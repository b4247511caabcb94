//! Build the message handler from configuration.

use crate::CourierConfig;
use ccore::{ConfigError, Handler, bind_model, build_run_config, define_agent};
use model::{Client, OpenAIRunner};
use std::sync::Arc;

/// Build a handler backed by the OpenAI-compatible provider.
///
/// Resolves the provider, binds the model, builds the run config and
/// defines the agent, in that order. Any error aborts startup.
pub fn build_handler(
    config: &CourierConfig,
    env: impl Fn(&str) -> Option<String>,
    client: Client,
) -> Result<Handler<OpenAIRunner>, ConfigError> {
    let provider = Arc::new(config.provider(env)?);
    let model = bind_model(config.model.name.clone(), Arc::clone(&provider))?;
    let run = build_run_config(model, provider, config.run.tracing_disabled);
    let agent = define_agent(config.agent.name.clone(), config.agent.instructions.clone());

    let handler = Handler::new(OpenAIRunner::new(client), agent, run);
    Ok(match config.run.timeout() {
        Some(limit) => handler.with_timeout(limit),
        None => handler,
    })
}
//! Core abstractions for the Courier message relay.
//!
//! - [`ProviderConfig`], [`ModelBinding`], [`RunConfig`]: immutable settings
//!   built once at startup.
//! - [`Agent`]: the single persona messages are forwarded to.
//! - [`Runner`]: the narrow execution capability a run goes through.
//! - [`Handler`] / [`handle_message`]: turn one inbound message into one reply.
//! - [`Channel`] / [`serve`]: connect the handler to a chat transport.

pub use {
    agent::{Agent, DEFAULT_AGENT_NAME, DEFAULT_INSTRUCTIONS, define_agent},
    channel::{Channel, serve},
    config::{
        API_KEY_ENV, DEFAULT_MODEL, GEMINI_BASE_URL, ModelBinding, ProviderConfig, RunConfig,
        bind_model, build_run_config, load_provider_config,
    },
    error::{AgentExecutionError, BoxError, ConfigError},
    handler::{Handler, handle_message},
    message::{InboundMessage, OutboundMessage, ReplyStatus, RunResult},
    runner::Runner,
};

mod agent;
mod channel;
mod config;
mod error;
mod handler;
mod message;
mod runner;
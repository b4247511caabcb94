//! Chat completions response, limited to what a run reads.

use crate::Role;
use ccore::AgentExecutionError;
use serde::Deserialize;

/// Completion metadata
#[derive(Debug, Clone, Deserialize, Default)]
#[serde(default)]
pub struct CompletionMeta {
    /// A unique identifier for the chat completion
    pub id: String,

    /// The object type
    pub object: String,

    /// Unix timestamp (in seconds) of when the response was created
    pub created: u64,

    /// The model used for the completion
    pub model: String,
}

/// Message content in a completion choice
#[derive(Debug, Clone, Deserialize, Default)]
pub struct Delta {
    /// The role of the message author
    pub role: Option<Role>,

    /// The content of the message
    pub content: Option<String>,
}

/// A chat completion response
#[derive(Debug, Clone, Deserialize)]
pub struct Response {
    /// Completion metadata
    #[serde(flatten)]
    pub meta: CompletionMeta,

    /// The list of completion choices
    pub choices: Vec<Choice>,

    /// Token usage statistics
    #[serde(default)]
    pub usage: Option<Usage>,
}

impl Response {
    /// Get the content of the first choice
    pub fn content(&self) -> Option<&str> {
        self.choices
            .first()
            .and_then(|choice| choice.message.content.as_deref())
    }

    /// Get the reason the model stopped generating
    pub fn reason(&self) -> Option<&FinishReason> {
        self.choices
            .first()
            .and_then(|choice| choice.finish_reason.as_ref())
    }

    /// The run's final output: the first choice's content.
    ///
    /// A choice without content yields an empty output; a response without
    /// choices is malformed.
    pub fn final_output(&self) -> Result<String, AgentExecutionError> {
        if self.choices.is_empty() {
            return Err(AgentExecutionError::MalformedResponse(
                "response carried no choices".into(),
            ));
        }
        Ok(self.content().unwrap_or_default().to_owned())
    }
}

/// A completion choice
#[derive(Debug, Clone, Deserialize)]
pub struct Choice {
    /// The index of this choice in the list
    #[serde(default)]
    pub index: u32,

    /// The generated message
    #[serde(default)]
    pub message: Delta,

    /// The reason the model stopped generating
    pub finish_reason: Option<FinishReason>,
}

/// The reason the model stopped generating
#[derive(Debug, Clone, Copy, PartialEq, Eq, Hash, Deserialize)]
#[serde(rename_all = "snake_case")]
pub enum FinishReason {
    /// The model finished naturally
    Stop,

    /// The model hit the max token limit
    Length,

    /// Content was filtered
    ContentFilter,

    /// The model is making tool calls
    ToolCalls,

    /// Anything else the provider reports
    #[serde(other)]
    Other,
}

/// Token usage statistics
#[derive(Debug, Clone, Deserialize, Default)]
#[serde(default)]
pub struct Usage {
    /// Number of tokens in the prompt
    pub prompt_tokens: u32,

    /// Number of tokens in the completion
    pub completion_tokens: u32,

    /// Total number of tokens used
    pub total_tokens: u32,
}
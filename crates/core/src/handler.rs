//! Message handler.
//!
//! One inbound message in, one reply out. The only suspension point is the
//! runner call; nothing mutable is shared between invocations, so any
//! number of them may be in flight at once.

use crate::{
    Agent, AgentExecutionError, InboundMessage, OutboundMessage, RunConfig, Runner,
};
use std::{sync::Arc, time::Duration};

/// Forward one message to the agent and reply with its final output.
///
/// A failed run never escapes: it is logged and turned into a failure
/// reply for the same conversation.
pub async fn handle_message<R: Runner>(
    runner: &R,
    msg: InboundMessage,
    agent: &Agent,
    cfg: &RunConfig,
) -> OutboundMessage {
    let result = forward(runner, &msg, agent, cfg, None).await;
    into_reply(msg, result)
}

/// The run, optionally bounded by a timeout. Failures are logged here.
async fn forward<R: Runner>(
    runner: &R,
    msg: &InboundMessage,
    agent: &Agent,
    cfg: &RunConfig,
    timeout: Option<Duration>,
) -> Result<OutboundMessage, AgentExecutionError> {
    let run = runner.run(agent, &msg.content, cfg);
    let result = match timeout {
        Some(limit) => tokio::time::timeout(limit, run)
            .await
            .unwrap_or(Err(AgentExecutionError::Timeout(limit))),
        None => run.await,
    };
    match result {
        Ok(result) => Ok(OutboundMessage::answer(
            msg.conversation.clone(),
            result.final_output,
        )),
        Err(e) => {
            tracing::warn!(
                conversation = %msg.conversation,
                agent = %agent.name,
                "agent run failed: {e}"
            );
            Err(e)
        }
    }
}

fn into_reply(
    msg: InboundMessage,
    result: Result<OutboundMessage, AgentExecutionError>,
) -> OutboundMessage {
    match result {
        Ok(reply) => reply,
        Err(e) => OutboundMessage::failure(msg.conversation, failure_text(&e)),
    }
}

/// User-visible text for a failed run.
fn failure_text(e: &AgentExecutionError) -> String {
    format!("Sorry, I couldn't answer that: {e}")
}

/// The startup settings bundled for concurrent use.
///
/// Cloning is cheap; every clone shares the same runner, agent and
/// run config.
#[derive(Debug)]
pub struct Handler<R> {
    runner: Arc<R>,
    agent: Arc<Agent>,
    config: Arc<RunConfig>,
    timeout: Option<Duration>,
}

impl<R: Runner> Handler<R> {
    /// Create a handler without a timeout.
    pub fn new(runner: R, agent: Agent, config: RunConfig) -> Self {
        Self {
            runner: Arc::new(runner),
            agent: Arc::new(agent),
            config: Arc::new(config),
            timeout: None,
        }
    }

    /// Bound each run by `timeout`.
    pub fn with_timeout(mut self, timeout: Duration) -> Self {
        self.timeout = Some(timeout);
        self
    }

    /// The agent messages are forwarded to.
    pub fn agent(&self) -> &Agent {
        &self.agent
    }

    /// The run config passed to every run.
    pub fn config(&self) -> &RunConfig {
        &self.config
    }

    /// The configured timeout, if any.
    pub fn timeout(&self) -> Option<Duration> {
        self.timeout
    }

    /// Run the agent on `msg` and surface a failure as an error.
    ///
    /// The failure is already logged when this returns.
    pub async fn run(&self, msg: &InboundMessage) -> Result<OutboundMessage, AgentExecutionError> {
        forward(
            self.runner.as_ref(),
            msg,
            &self.agent,
            &self.config,
            self.timeout,
        )
        .await
    }

    /// Run the agent on `msg`, always producing a reply.
    pub async fn handle(&self, msg: InboundMessage) -> OutboundMessage {
        let result = self.run(&msg).await;
        into_reply(msg, result)
    }
}

impl<R> Clone for Handler<R> {
    fn clone(&self) -> Self {
        Self {
            runner: Arc::clone(&self.runner),
            agent: Arc::clone(&self.agent),
            config: Arc::clone(&self.config),
            timeout: self.timeout,
        }
    }
}
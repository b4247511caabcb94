//! Courier application: configuration, chat gateway and terminal channel.
//!
//! The binary wires these together behind the CLI in [`cmd`].

pub use {
    builder::build_handler,
    config::{CONFIG_FILE, CourierConfig},
    protocol::{ClientMessage, ServerMessage},
    stdio::StdioChannel,
};

mod builder;
pub mod cmd;
pub mod config;
pub mod gateway;
pub mod protocol;
pub mod stdio;
mod utils;
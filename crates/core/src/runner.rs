//! Agent execution capability.

use crate::{Agent, AgentExecutionError, RunConfig, RunResult};
use std::future::Future;

/// Executes one run of an agent against one input.
///
/// Uses RPITIT, no dyn dispatch. The HTTP implementation lives in
/// `courier-model`; tests use deterministic stubs.
pub trait Runner: Send + Sync {
    /// Run `agent` on `input` with `config` and return the final output.
    fn run(
        &self,
        agent: &Agent,
        input: &str,
        config: &RunConfig,
    ) -> impl Future<Output = Result<RunResult, AgentExecutionError>> + Send;
}
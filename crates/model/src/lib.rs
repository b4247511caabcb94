//! OpenAI-compatible execution backend.
//!
//! [`OpenAIRunner`] implements [`ccore::Runner`] by sending one chat
//! completions request per run through [`HttpProvider`]. Works against any
//! OpenAI-compatible endpoint; the default is Gemini's.

pub use {
    http::HttpProvider,
    request::{Message, Request, Role},
    reqwest::{self, Client},
    response::{Choice, CompletionMeta, Delta, FinishReason, Response, Usage},
    runner::OpenAIRunner,
};

mod http;
mod request;
mod response;
mod runner;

==========

▶ [TASK DESCRIPTION] Lines holding the string "OutboundMessage" in the records: how many are there? Give only the number.

▶ [ANSWER AREA] 10